Link to Paper: https://www.usenix.org/system/files/nsdi19-kalia.pdf

Problem

General approaches to achieving high performance in datacenter networking software have been about sacrificing generality. As a result, there have been several specialized distributed systems designed for niche networking technologies such as RDMA, FPGAs, and programmable network switches.

eRPC shows that in many cases, we can attain high performance without taking on any extra complexity. The previous belief was that you can either have general-purpose networking that works in many cases but is not very fast, or you can optimize at lower-level network interfaces in order to obtain high performance and sacrifice the generality.

Approach

eRPC is a general-purpose RPC library that achieves performance comparable to specialized systems, even while running on commodity CPUs in traditional datacenter networks. eRPC achieves a high message rate, high bandwidth for large messages, and scalability with low latency to large clusters with lossy Ethernet.

The main secret is a design that carefully optimizes for the common case and traffic patterns. This common case consists of small messages, short-duration RPC handlers, and congestion-free networks.

In eRPC, RPCs execute at most once and are asynchronous. RPC servers register request handler functions with unique request types, and the clients include the request types when issuing RPCs, and they receive continuation callbacks on RPC completion.
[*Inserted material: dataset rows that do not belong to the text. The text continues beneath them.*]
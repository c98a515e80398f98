/*!
Test CSV candle IO
*/
use std::fs::File;
use std::io::{Seek, SeekFrom};
use stockcast::data::{fake::*, offline::*, *};
use stockcast::util::from_unix;
use stockcast::Error;
use tempfile::{tempdir, tempfile};

fn fake_candles(period: Period, interval: Interval) -> Vec<Candle> {
    let end = from_unix(1_719_532_800, 0).unwrap();
    FakeSource::new(3, end)
        .history("TEST", period, interval)
        .expect("Fake data should not fail")
}

#[test]
fn fake_data_roundtrip() {
    let candles = fake_candles(Period::Years(2), Interval::Days(1));
    let mut tmp = tempfile().expect("Tempfile creation should not fail!");
    let written = write_candles(&mut tmp, candles.iter().copied())
        .expect("Writing test data should not fail!");
    assert_eq!(written, candles.len());
    tmp.seek(SeekFrom::Start(0)).expect("Seek should not fail");
    let read = read_candles(&mut tmp).expect("Reading test data should not fail");
    assert_eq!(candles, read);
}

#[test]
fn csv_source_serves_written_files() {
    let dir = tempdir().expect("Tempdir creation should not fail!");
    let candles = fake_candles(Period::Years(1), Interval::Days(1));
    let mut shuffled = candles.clone();
    shuffled.reverse();
    shuffled.push(candles[0]);
    let file = File::create(dir.path().join("TEST.csv")).unwrap();
    write_candles(file, shuffled.into_iter()).unwrap();

    let source = CsvSource::new(dir.path());
    let all = source
        .history("TEST", Period::Max, Interval::Days(1))
        .unwrap();
    assert_eq!(all, candles);

    let series = source
        .closes("TEST", Period::Days(30), Interval::Days(1))
        .unwrap();
    assert!(series.len() < 30 && series.len() > 15, "{}", series.len());
    assert_eq!(series.points().last().unwrap().c, candles.last().unwrap().c);

    assert!(matches!(
        source.closes("MISSING", Period::Max, Interval::Days(1)),
        Err(Error::DataUnavailable { .. })
    ));
}

#[test]
fn csv_source_prefers_interval_files() {
    let dir = tempdir().expect("Tempdir creation should not fail!");
    let daily = fake_candles(Period::Months(3), Interval::Days(1));
    let hourly = fake_candles(Period::Days(5), Interval::Hours(1));
    write_candles(
        File::create(dir.path().join("TEST.csv")).unwrap(),
        daily.iter().copied(),
    )
    .unwrap();
    write_candles(
        File::create(dir.path().join("TEST_1h.csv")).unwrap(),
        hourly.iter().copied(),
    )
    .unwrap();

    let source = CsvSource::new(dir.path());
    assert_eq!(
        source
            .history("TEST", Period::Max, Interval::Hours(1))
            .unwrap(),
        hourly
    );
    assert_eq!(
        source
            .history("TEST", Period::Max, Interval::Days(1))
            .unwrap(),
        daily
    );
}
One key design decision in RPC systems is which thread runs an RPC handler. eRPC supports running request handlers in both dispatch threads for short duration request types, and worker threads for long-running requests. The programmer specifies which mode the handler should be run in while creating the dispatch threads.
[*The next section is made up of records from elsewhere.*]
/*!
Data types, sources and preprocessing
*/
use crate::*;
use chrono::{DateTime, Datelike, Duration, FixedOffset, Months, TimeZone};
use serde::{Deserialize, Serialize};
use std::fmt::{self, Display, Formatter};
use std::str::FromStr;
use ta::{Close, High, Low, Open, Volume};

pub mod offline;
pub mod fake;
pub mod scale;
pub mod window;
pub mod yahoo;

/// A single OHLCV bar for a stock
#[derive(Debug, Copy, Clone, PartialEq, PartialOrd, Serialize, Deserialize)]
pub struct Candle<F = CpuFloat> {
    /// This bar's timestamp, in the exchange's local offset
    pub t: DateTime<FixedOffset>,
    /// The opening price of this bar
    pub o: F,
    /// The high price of this bar
    pub h: F,
    /// The low price of this bar
    pub l: F,
    /// The closing price of this bar
    pub c: F,
    /// The volume traded during this bar
    pub v: F,
}

impl<F> Open for Candle<F>
where
    F: Copy + Into<f64>,
{
    #[inline]
    fn open(&self) -> f64 {
        self.o.into()
    }
}

impl<F> High for Candle<F>
where
    F: Copy + Into<f64>,
{
    #[inline]
    fn high(&self) -> f64 {
        self.h.into()
    }
}

impl<F> Low for Candle<F>
where
    F: Copy + Into<f64>,
{
    #[inline]
    fn low(&self) -> f64 {
        self.l.into()
    }
}

impl<F> Close for Candle<F>
where
    F: Copy + Into<f64>,
{
    #[inline]
    fn close(&self) -> f64 {
        self.c.into()
    }
}

impl<F> Volume for Candle<F>
where
    F: Copy + Into<f64>,
{
    #[inline]
    fn volume(&self) -> f64 {
        self.v.into()
    }
}

/// Sort candles chronologically, keeping only the last candle seen for any repeated timestamp
pub fn sort_dedup(candles: Vec<Candle>) -> Vec<Candle> {
    let mut candles: Vec<(usize, Candle)> = candles.into_iter().enumerate().collect();
    candles.sort_by(|a, b| a.1.t.cmp(&b.1.t).then_with(|| a.0.cmp(&b.0)));
    let mut deduped: Vec<Candle> = Vec::with_capacity(candles.len());
    for (_, candle) in candles {
        if let Some(last) = deduped.last_mut() {
            if last.t == candle.t {
                *last = candle;
                continue;
            }
        }
        deduped.push(candle);
    }
    deduped
}

/// A closing price at a point in time
#[derive(Debug, Copy, Clone, PartialEq, Serialize, Deserialize)]
pub struct PricePoint {
    /// The timestamp of this price
    pub t: DateTime<FixedOffset>,
    /// The closing price
    pub c: CpuFloat,
}

/// A chronologically ordered series of closing prices.
///
/// Timestamps are strictly increasing and every price is finite. There are no mutators: a series is fixed once built.
#[derive(Debug, Clone, PartialEq)]
pub struct PriceSeries {
    points: Vec<PricePoint>,
}

impl PriceSeries {
    /// Build a series, checking ordering and finiteness
    pub fn new(points: Vec<PricePoint>) -> Result<PriceSeries> {
        for pair in points.windows(2) {
            if pair[1].t <= pair[0].t {
                return Err(Error::DegenerateSeries(format!(
                    "timestamps not strictly increasing at {}",
                    pair[1].t
                )));
            }
        }
        if let Some(point) = points.iter().find(|point| !point.c.is_finite()) {
            return Err(Error::DegenerateSeries(format!(
                "non-finite close at {}",
                point.t
            )));
        }
        Ok(PriceSeries { points })
    }
    /// Build a series from the closing prices of a set of candles
    pub fn from_candles(candles: &[Candle]) -> Result<PriceSeries> {
        PriceSeries::new(
            candles
                .iter()
                .map(|candle| PricePoint {
                    t: candle.t,
                    c: candle.close(),
                })
                .collect(),
        )
    }
    /// The points in this series
    #[inline]
    pub fn points(&self) -> &[PricePoint] {
        &self.points
    }
    /// The closing prices in this series, oldest first
    pub fn closes(&self) -> Vec<CpuFloat> {
        self.points.iter().map(|point| point.c).collect()
    }
    /// The number of points in this series
    #[inline]
    pub fn len(&self) -> usize {
        self.points.len()
    }
    /// Whether this series is empty
    #[inline]
    pub fn is_empty(&self) -> bool {
        self.points.is_empty()
    }
}

/// Split a string like `15m` or `1mo` into its amount and unit
fn split_amount(s: &str) -> Option<(u32, &str)> {
    let digits = s.find(|c: char| !c.is_ascii_digit())?;
    if digits == 0 {
        return None;
    }
    let amount = s[..digits].parse().ok()?;
    if amount == 0 {
        return None;
    }
    Some((amount, &s[digits..]))
}

/// How far back to fetch data, in the provider's `range` vocabulary
#[derive(Debug, Copy, Clone, Eq, PartialEq, Hash)]
pub enum Period {
    /// A number of days, e.g. `7d`
    Days(u32),
    /// A number of weeks, e.g. `2wk`
    Weeks(u32),
    /// A number of months, e.g. `3mo`
    Months(u32),
    /// A number of years, e.g. `1y`
    Years(u32),
    /// From the start of the current year
    Ytd,
    /// All available history
    Max,
}

impl Period {
    /// The earliest timestamp included in this period when it ends at `end`.
    ///
    /// Returns `None` for `Max`, which has no lower bound.
    pub fn start(&self, end: DateTime<FixedOffset>) -> Option<DateTime<FixedOffset>> {
        match *self {
            Period::Days(n) => end.checked_sub_signed(Duration::days(n.into())),
            Period::Weeks(n) => end.checked_sub_signed(Duration::weeks(n.into())),
            Period::Months(n) => end.checked_sub_months(Months::new(n)),
            Period::Years(n) => end.checked_sub_months(Months::new(n.saturating_mul(12))),
            Period::Ytd => end
                .timezone()
                .with_ymd_and_hms(end.year(), 1, 1, 0, 0, 0)
                .single(),
            Period::Max => None,
        }
    }
}

impl FromStr for Period {
    type Err = Error;
    fn from_str(s: &str) -> Result<Period> {
        let invalid = || Error::InvalidArgument(format!("invalid period {:?}", s));
        match s {
            "ytd" => return Ok(Period::Ytd),
            "max" => return Ok(Period::Max),
            _ => {}
        }
        let (amount, unit) = split_amount(s).ok_or_else(invalid)?;
        match unit {
            "d" => Ok(Period::Days(amount)),
            "wk" => Ok(Period::Weeks(amount)),
            "mo" => Ok(Period::Months(amount)),
            "y" => Ok(Period::Years(amount)),
            _ => Err(invalid()),
        }
    }
}

impl Display for Period {
    fn fmt(&self, f: &mut Formatter) -> fmt::Result {
        match self {
            Period::Days(n) => write!(f, "{}d", n),
            Period::Weeks(n) => write!(f, "{}wk", n),
            Period::Months(n) => write!(f, "{}mo", n),
            Period::Years(n) => write!(f, "{}y", n),
            Period::Ytd => write!(f, "ytd"),
            Period::Max => write!(f, "max"),
        }
    }
}

/// The spacing between bars, in the provider's `interval` vocabulary
#[derive(Debug, Copy, Clone, Eq, PartialEq, Hash)]
pub enum Interval {
    /// Minute bars, e.g. `5m`
    Minutes(u32),
    /// Hourly bars, e.g. `1h`
    Hours(u32),
    /// Daily bars, e.g. `1d`
    Days(u32),
    /// Weekly bars, e.g. `1wk`
    Weeks(u32),
    /// Monthly bars, e.g. `1mo`
    Months(u32),
}

impl Interval {
    /// The nominal length of one bar. Months count as 30 days.
    pub fn step(&self) -> Duration {
        match *self {
            Interval::Minutes(n) => Duration::minutes(n.into()),
            Interval::Hours(n) => Duration::hours(n.into()),
            Interval::Days(n) => Duration::days(n.into()),
            Interval::Weeks(n) => Duration::weeks(n.into()),
            Interval::Months(n) => Duration::days(30 * i64::from(n)),
        }
    }
    /// Whether bars at this interval are shorter than a day
    pub fn is_intraday(&self) -> bool {
        matches!(self, Interval::Minutes(_) | Interval::Hours(_))
    }
    /// Whether bars at this interval only exist on trading days
    pub fn trading_days_only(&self) -> bool {
        matches!(
            self,
            Interval::Minutes(_) | Interval::Hours(_) | Interval::Days(1)
        )
    }
}

impl FromStr for Interval {
    type Err = Error;
    fn from_str(s: &str) -> Result<Interval> {
        let invalid = || Error::InvalidArgument(format!("invalid interval {:?}", s));
        let (amount, unit) = split_amount(s).ok_or_else(invalid)?;
        match unit {
            "m" => Ok(Interval::Minutes(amount)),
            "h" => Ok(Interval::Hours(amount)),
            "d" => Ok(Interval::Days(amount)),
            "wk" => Ok(Interval::Weeks(amount)),
            "mo" => Ok(Interval::Months(amount)),
            _ => Err(invalid()),
        }
    }
}

impl Display for Interval {
    fn fmt(&self, f: &mut Formatter) -> fmt::Result {
        match self {
            Interval::Minutes(n) => write!(f, "{}m", n),
            Interval::Hours(n) => write!(f, "{}h", n),
            Interval::Days(n) => write!(f, "{}d", n),
            Interval::Weeks(n) => write!(f, "{}wk", n),
            Interval::Months(n) => write!(f, "{}mo", n),
        }
    }
}

/// A source of historical market data
pub trait MarketData {
    /// Fetch the bars for `ticker` covering `period` at spacing `interval`, oldest first, without repeated timestamps
    fn history(&self, ticker: &str, period: Period, interval: Interval) -> Result<Vec<Candle>>;
    /// Fetch the closing prices for `ticker`. An empty result is a `DataUnavailable` error.
    fn closes(&self, ticker: &str, period: Period, interval: Interval) -> Result<PriceSeries> {
        let candles = self.history(ticker, period, interval)?;
        if candles.is_empty() {
            return Err(Error::unavailable(ticker, "provider returned no rows"));
        }
        PriceSeries::from_candles(&candles)
    }
}

impl<M: MarketData + ?Sized> MarketData for Box<M> {
    fn history(&self, ticker: &str, period: Period, interval: Interval) -> Result<Vec<Candle>> {
        (**self).history(ticker, period, interval)
    }
}

#[cfg(test)]
mod tests {
    use super::*;
    use crate::util::from_unix;

    fn candle(secs: i64, c: f64) -> Candle {
        Candle {
            t: from_unix(secs, 0).unwrap(),
            o: c,
            h: c,
            l: c,
            c,
            v: 100.0,
        }
    }

    #[test]
    fn period_parsing() {
        assert_eq!("7d".parse::<Period>().unwrap(), Period::Days(7));
        assert_eq!("1mo".parse::<Period>().unwrap(), Period::Months(1));
        assert_eq!("1y".parse::<Period>().unwrap(), Period::Years(1));
        assert_eq!("ytd".parse::<Period>().unwrap(), Period::Ytd);
        assert_eq!(Period::Months(6).to_string(), "6mo");
        assert!("0d".parse::<Period>().is_err());
        assert!("y".parse::<Period>().is_err());
        assert!("1h".parse::<Period>().is_err());
    }

    #[test]
    fn interval_parsing() {
        assert_eq!("1h".parse::<Interval>().unwrap(), Interval::Hours(1));
        assert_eq!("15m".parse::<Interval>().unwrap(), Interval::Minutes(15));
        assert_eq!("3mo".parse::<Interval>().unwrap(), Interval::Months(3));
        assert_eq!(Interval::Weeks(1).to_string(), "1wk");
        assert!("1y".parse::<Interval>().is_err());
        assert!(Interval::Days(1).trading_days_only());
        assert!(!Interval::Weeks(1).trading_days_only());
        assert!(Interval::Hours(1).is_intraday());
        assert!(!Interval::Days(1).is_intraday());
    }

    #[test]
    fn period_start() {
        let end = from_unix(1_704_067_200, 0).unwrap(); // 2024-01-01
        let start = Period::Years(1).start(end).unwrap();
        assert_eq!(start.to_rfc3339(), "2023-01-01T00:00:00+00:00");
        assert_eq!(Period::Days(7).start(end).unwrap(), end - Duration::days(7));
        assert_eq!(Period::Ytd.start(end).unwrap(), end);
        assert!(Period::Max.start(end).is_none());
    }

    #[test]
    fn dedup_keeps_last() {
        let candles = vec![candle(200, 2.0), candle(100, 1.0), candle(200, 3.0)];
        let candles = sort_dedup(candles);
        assert_eq!(candles.len(), 2);
        assert_eq!(candles[0].c, 1.0);
        assert_eq!(candles[1].c, 3.0);
    }

    #[test]
    fn series_rejects_unordered_and_nan() {
        let unordered = [candle(200, 2.0), candle(100, 1.0)];
        assert!(matches!(
            PriceSeries::from_candles(&unordered),
            Err(Error::DegenerateSeries(_))
        ));
        let nan = [candle(100, 1.0), candle(200, f64::NAN)];
        assert!(matches!(
            PriceSeries::from_candles(&nan),
            Err(Error::DegenerateSeries(_))
        ));
        let good = PriceSeries::from_candles(&[candle(100, 1.0), candle(200, 2.0)]).unwrap();
        assert_eq!(good.closes(), vec![1.0, 2.0]);
    }
}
eRPC chooses packet I/O instead of RDMA writes to send messages. This helps avoid scalability bottlenecks in RDMA’s use of circular buffers. Also, eRPC can replace RDMA’s NIC-cached connection states and manage connection states in the CPU instead. eRPC also uses zero-packet I/O to provide performance comparable to lower-level interfaces such as RDMA and DPDK. eRPC also supports concurrent requests per session which can complete out-of-order with respect to each other. Session credits support end-to-end flow control to reduce switch queueing.
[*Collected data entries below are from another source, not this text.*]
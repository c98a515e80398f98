/*!
Input data scaling
*/
use crate::{CpuFloat, Error, Result};
use num::Float;
use std::fmt::Debug;

/// A min-max scaler, mapping the observed minimum to zero and the observed maximum to one.
///
/// A scaler fit to a constant series has `min == max`: every value then scales to zero, and everything unscales to
/// `min`.
#[derive(Debug, Copy, Clone, PartialEq)]
pub struct MinMaxScaler<F = CpuFloat> {
    /// The smallest value seen when fitting
    pub min: F,
    /// The largest value seen when fitting
    pub max: F,
}

impl<F> MinMaxScaler<F>
where
    F: Copy + Float + Debug,
{
    /// Fit a scaler to a set of values.
    ///
    /// Fails with `InsufficientHistory` if there are no values, and with `DegenerateSeries` if any value is NaN or
    /// infinite.
    pub fn fit(values: &[F]) -> Result<MinMaxScaler<F>> {
        let first = *values.first().ok_or(Error::InsufficientHistory {
            available: 0,
            required: 1,
        })?;
        let mut scaler = MinMaxScaler {
            min: first,
            max: first,
        };
        for &value in values {
            if !value.is_finite() {
                return Err(Error::DegenerateSeries(format!(
                    "cannot scale non-finite value {:?}",
                    value
                )));
            }
            scaler.min = scaler.min.min(value);
            scaler.max = scaler.max.max(value);
        }
        Ok(scaler)
    }
    /// The width of the fitted range
    #[inline]
    pub fn range(&self) -> F {
        self.max - self.min
    }
    /// Scale a value into the unit interval (values outside the fitted range land outside it)
    #[inline]
    pub fn scale(&self, value: F) -> F {
        let range = self.range();
        if range == F::zero() {
            return F::zero();
        }
        (value - self.min) / range
    }
    /// Map a scaled value back to the original units
    #[inline]
    pub fn unscale(&self, value: F) -> F {
        value * self.range() + self.min
    }
}

/// Fit a scaler to `values` and return the scaled values alongside it
pub fn normalize<F>(values: &[F]) -> Result<(Vec<F>, MinMaxScaler<F>)>
where
    F: Copy + Float + Debug,
{
    let scaler = MinMaxScaler::fit(values)?;
    let scaled = values.iter().map(|&value| scaler.scale(value)).collect();
    Ok((scaled, scaler))
}

/// Undo `normalize`
pub fn denormalize<F>(values: &[F], scaler: &MinMaxScaler<F>) -> Vec<F>
where
    F: Copy + Float + Debug,
{
    values.iter().map(|&value| scaler.unscale(value)).collect()
}

#[cfg(test)]
mod tests {
    use super::*;

    #[test]
    fn scales_into_unit_interval() {
        let (scaled, scaler) = normalize(&[10.0, 15.0, 20.0, 12.5]).unwrap();
        assert_eq!(scaler, MinMaxScaler { min: 10.0, max: 20.0 });
        assert_eq!(scaled, vec![0.0, 0.5, 1.0, 0.25]);
    }

    #[test]
    fn roundtrip() {
        let values: Vec<f64> = (0..200)
            .map(|i| 100.0 + (i as f64 * 0.37).sin() * 12.5 + i as f64 * 0.1)
            .collect();
        let (scaled, scaler) = normalize(&values).unwrap();
        let restored = denormalize(&scaled, &scaler);
        for (a, b) in values.iter().zip(restored.iter()) {
            assert!((a - b).abs() < 1e-9, "{} != {}", a, b);
        }
    }

    #[test]
    fn constant_series_scales_to_zero() {
        let (scaled, scaler) = normalize(&[42.0f32; 5]).unwrap();
        assert!(scaled.iter().all(|&v| v == 0.0));
        assert_eq!(denormalize(&[0.0, 0.7], &scaler), vec![42.0, 42.0]);
    }

    #[test]
    fn empty_and_nan() {
        assert!(matches!(
            normalize::<f64>(&[]),
            Err(Error::InsufficientHistory { available: 0, .. })
        ));
        assert!(matches!(
            normalize(&[1.0, f64::NAN]),
            Err(Error::DegenerateSeries(_))
        ));
    }
}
eRPC also has a wire protocol that is optimized for small RPCs and accounts for per-session credit limits. Rate limiting and wire protocol state are moved to the client, freeing the server CPU from this overhead and removing the need for coordination on a rollback. For congestion control, eRPC includes mechanisms to easily implement Timely or DCQCN, used by Google and Microsoft respectively.

Strengths & Weaknesses and Possible Follow-Up Ideas

The paper effectively demonstrates that data center operators and application developers can achieve higher performance without extra hardware complexity. This is an important paper in RPC design that builds on the authors’ previous experience working on FaSST. The design was tested with real applications and also released as open-source software.

One of the barriers to the deployment of the research into fast networking software such as eRPC is that they assume bare-metal access. However, most applications running in data centers run on cloud virtual machines. If this problem is addressed, then the barrier to entry for developers can be minimized.